> Data excerpts
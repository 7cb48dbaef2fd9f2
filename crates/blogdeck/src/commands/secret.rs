//! Secret command - the obfuscation used for remembered passwords.

use anyhow::{Context as _, Result};
use blogdeck_session::obfuscate;
use clap::{Args, Subcommand};

use super::Context;
use crate::output::print_json;

/// Arguments for the secret command.
#[derive(Args, Debug)]
pub struct SecretArgs {
    #[command(subcommand)]
    pub command: SecretCommand,
}

#[derive(Subcommand, Debug)]
pub enum SecretCommand {
    /// Obfuscate plain text
    Encode {
        /// Text to obfuscate
        text: String,
    },

    /// Reveal an obfuscated token
    Decode {
        /// Token to reveal
        token: String,
    },
}

/// Run the secret command.
pub fn run(args: SecretArgs, ctx: &Context) -> Result<()> {
    let output = match args.command {
        SecretCommand::Encode { text } => obfuscate::encode(&text),
        SecretCommand::Decode { token } => {
            obfuscate::decode(&token).context("token could not be decoded")?
        }
    };

    if ctx.json_output {
        print_json(&serde_json::json!({ "value": output }))
    } else {
        println!("{}", output);
        Ok(())
    }
}
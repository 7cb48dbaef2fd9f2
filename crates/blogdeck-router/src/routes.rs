//! Route tables for the two applications.

use blogdeck_client::Flavor;

use crate::route::{Route, RouteMeta, RouteTable};

/// Route table for `flavor`.
pub fn table(flavor: Flavor) -> RouteTable {
    match flavor {
        Flavor::Site => site(),
        Flavor::Console => console(),
    }
}

/// Public blog site.
pub fn site() -> RouteTable {
    let t = RouteMeta::titled;
    RouteTable::new(vec![
        Route::layout(
            "/",
            RouteMeta::default(),
            vec![
                Route::new("", "Home", t("Home").public()),
                Route::new("/article/:id", "ArticleDetail", t("Article").private()),
                Route::new("/search", "Search", t("Search").private()),
                Route::new("/category/:id", "Category", t("Category").private()),
                Route::new("/tag/:id", "Tag", t("Tag").private()),
                Route::new("/about", "About", t("About").public()),
                Route::new("/profile", "Profile", t("Profile").private()),
                Route::new("/publish", "Publish", t("Publish").private()),
                Route::new("/publish/:id", "EditArticle", t("Edit Article").private()),
                Route::new("/my-articles", "MyArticles", t("My Articles").private()),
            ],
        ),
        Route::new("/login", "Login", t("Log In").public()),
        Route::new("/register", "Register", t("Register").public()),
        Route::new("/forgot-password", "ForgotPassword", t("Reset Password").public()),
        Route::new("/:pathMatch(.*)*", "NotFound", t("404")),
    ])
}

/// Admin console.
pub fn console() -> RouteTable {
    let t = RouteMeta::titled;
    RouteTable::new(vec![
        Route::new("/login", "Login", RouteMeta::default().public()),
        Route::layout(
            "/",
            RouteMeta::default().private(),
            vec![
                Route::new("/dashboard", "Dashboard", t("Dashboard")),
                Route::new("/articles", "Articles", t("Articles")),
                Route::new("/articles/audit", "ArticleAudit", t("Article Review")),
                Route::new("/articles/edit/:id", "ArticleEdit", t("Edit Article").hidden()),
                Route::new("/categories", "Categories", t("Categories")),
                Route::new("/tags", "Tags", t("Tags")),
                Route::new("/comments", "Comments", t("Comments")),
                Route::new("/users", "Users", t("Users")),
                Route::new("/uploads", "Uploads", t("Files")),
                Route::new("/settings", "Settings", t("Settings").admin()),
                Route::new("/profile", "Profile", t("Profile").hidden()),
            ],
        )
        .with_name("Layout")
        .with_redirect("/dashboard"),
    ])
}

#[cfg(test)]
mod tests {
    use super::*;

    #[test]
    fn test_site_table() {
        let table = site();
        assert_eq!(table.resolve("/").name.as_deref(), Some("Home"));
        assert_eq!(table.resolve("/publish").name.as_deref(), Some("Publish"));
        assert_eq!(table.resolve("/publish/9").name.as_deref(), Some("EditArticle"));
        assert_eq!(table.resolve("/category/2").meta.requires_auth, Some(true));
        assert_eq!(table.resolve("/anything/else").name.as_deref(), Some("NotFound"));
    }

    #[test]
    fn test_console_root_redirects_to_dashboard() {
        let resolved = console().resolve("/");
        assert_eq!(resolved.path, "/dashboard");
        assert_eq!(resolved.meta.requires_auth, Some(true));
    }

    #[test]
    fn test_console_menu() {
        let visible: Vec<_> = console()
            .named()
            .filter(|(_, meta)| !meta.hidden && meta.title.is_some())
            .map(|(name, _)| name)
            .collect();
        assert!(visible.contains(&"Settings"));
        assert!(!visible.contains(&"ArticleEdit"));
        assert!(!visible.contains(&"Profile"));
    }

    #[test]
    fn test_only_settings_is_admin() {
        let admin: Vec<_> = console()
            .named()
            .filter(|(_, meta)| meta.requires_admin)
            .map(|(name, _)| name)
            .collect();
        assert_eq!(admin, vec!["Settings"]);
        assert!(site().named().all(|(_, meta)| !meta.requires_admin));
    }
}
//! The `{code, message, data}` wrapper every backend response uses.

use serde::de::DeserializeOwned;
use serde::{Deserialize, Serialize};

use crate::error::{Error, Result};

/// Envelope code that marks success.
pub const SUCCESS_CODE: i64 = 200;

/// Envelope code the site treats as an expired session.
pub const UNAUTHORIZED_CODE: i64 = 401;

/// Message used when a failed envelope carries none.
pub const DEFAULT_FAILURE_MESSAGE: &str = "Request failed";

/// Code recorded for a body without an integer `code` field.
pub const MISSING_CODE: i64 = 0;

/// Uniform backend response wrapper.
#[derive(Debug, Clone, Serialize, Deserialize)]
pub struct Envelope<T = serde_json::Value> {
    pub code: i64,
    #[serde(default)]
    pub message: Option<String>,
    #[serde(default)]
    pub data: Option<T>,
}

impl<T> Envelope<T> {
    /// Whether the envelope reports success.
    pub fn is_success(&self) -> bool {
        self.code == SUCCESS_CODE
    }

    /// The server message, or the generic failure text when it is empty.
    pub fn failure_message(&self) -> String {
        match self.message.as_deref() {
            Some(m) if !m.is_empty() => m.to_string(),
            _ => DEFAULT_FAILURE_MESSAGE.to_string(),
        }
    }
}

impl Envelope<serde_json::Value> {
    /// Read a 2xx response body leniently.
    ///
    /// A body that is not JSON, or has no integer `code`, becomes a failed
    /// envelope carrying [`MISSING_CODE`] and whatever `message` it has.
    pub fn from_body(body: &[u8]) -> Self {
        let value: serde_json::Value = serde_json::from_slice(body).unwrap_or_default();
        let code = value
            .get("code")
            .and_then(serde_json::Value::as_i64)
            .unwrap_or(MISSING_CODE);
        let message = value
            .get("message")
            .and_then(serde_json::Value::as_str)
            .map(str::to_string);
        Self {
            code,
            message,
            data: value.get("data").cloned(),
        }
    }

    /// Convert into the payload, or an application error for non-200 codes.
    ///
    /// A missing or null `data` decodes as JSON `null`, so callers expecting
    /// `()` or `Option<_>` succeed on empty payloads.
    pub fn into_data<T: DeserializeOwned>(self) -> Result<T> {
        if !self.is_success() {
            return Err(Error::Api {
                code: self.code,
                message: self.failure_message(),
            });
        }
        let data = self.data.unwrap_or(serde_json::Value::Null);
        Ok(serde_json::from_value(data)?)
    }
}

#[cfg(test)]
mod tests {
    use super::*;
    use serde_json::json;

    fn parse(value: serde_json::Value) -> Envelope {
        serde_json::from_value(value).unwrap()
    }

    #[test]
    fn test_success_unwraps_data() {
        let env = parse(json!({"code": 200, "message": "ok", "data": {"total": 3}}));
        let data: serde_json::Value = env.into_data().unwrap();
        assert_eq!(data["total"], 3);
    }

    #[test]
    fn test_null_data_decodes_to_unit() {
        let env = parse(json!({"code": 200, "message": "ok", "data": null}));
        let _: () = env.into_data().unwrap();

        let env = parse(json!({"code": 200}));
        let data: Option<String> = env.into_data().unwrap();
        assert!(data.is_none());
    }

    #[test]
    fn test_failure_code_rejects_with_message() {
        let env = parse(json!({"code": 400, "message": "bad title", "data": null}));
        let err = env.into_data::<()>().unwrap_err();
        match err {
            Error::Api { code, message } => {
                assert_eq!(code, 400);
                assert_eq!(message, "bad title");
            }
            other => panic!("unexpected error: {other}"),
        }
    }

    #[test]
    fn test_body_without_code_is_a_failure() {
        let env = Envelope::from_body(br#"{"message": "maintenance mode"}"#);
        assert_eq!(env.code, MISSING_CODE);
        assert!(!env.is_success());
        assert_eq!(env.failure_message(), "maintenance mode");

        let env = Envelope::from_body(br#"{"code": "200", "data": 1}"#);
        assert!(!env.is_success());
    }

    #[test]
    fn test_non_json_body_is_a_failure() {
        for body in [&b""[..], &b"<html>oops</html>"[..], &b"[1, 2]"[..]] {
            let env = Envelope::from_body(body);
            assert_eq!(env.code, MISSING_CODE);
            assert_eq!(env.failure_message(), DEFAULT_FAILURE_MESSAGE);
        }
    }

    #[test]
    fn test_body_with_code_reads_fields() {
        let env = Envelope::from_body(br#"{"code": 200, "message": "ok", "data": {"id": 3}}"#);
        assert!(env.is_success());
        let data: serde_json::Value = env.into_data().unwrap();
        assert_eq!(data["id"], 3);
    }

    #[test]
    fn test_failure_without_message_uses_fallback() {
        let env = parse(json!({"code": 500, "message": ""}));
        assert_eq!(env.failure_message(), DEFAULT_FAILURE_MESSAGE);
    }
}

> What is expected
The answer must be every line of the data that contains the word "response".

> Written reply
//! The `{code, message, data}` wrapper every backend response uses.
/// Uniform backend response wrapper.
    /// Read a 2xx response body leniently.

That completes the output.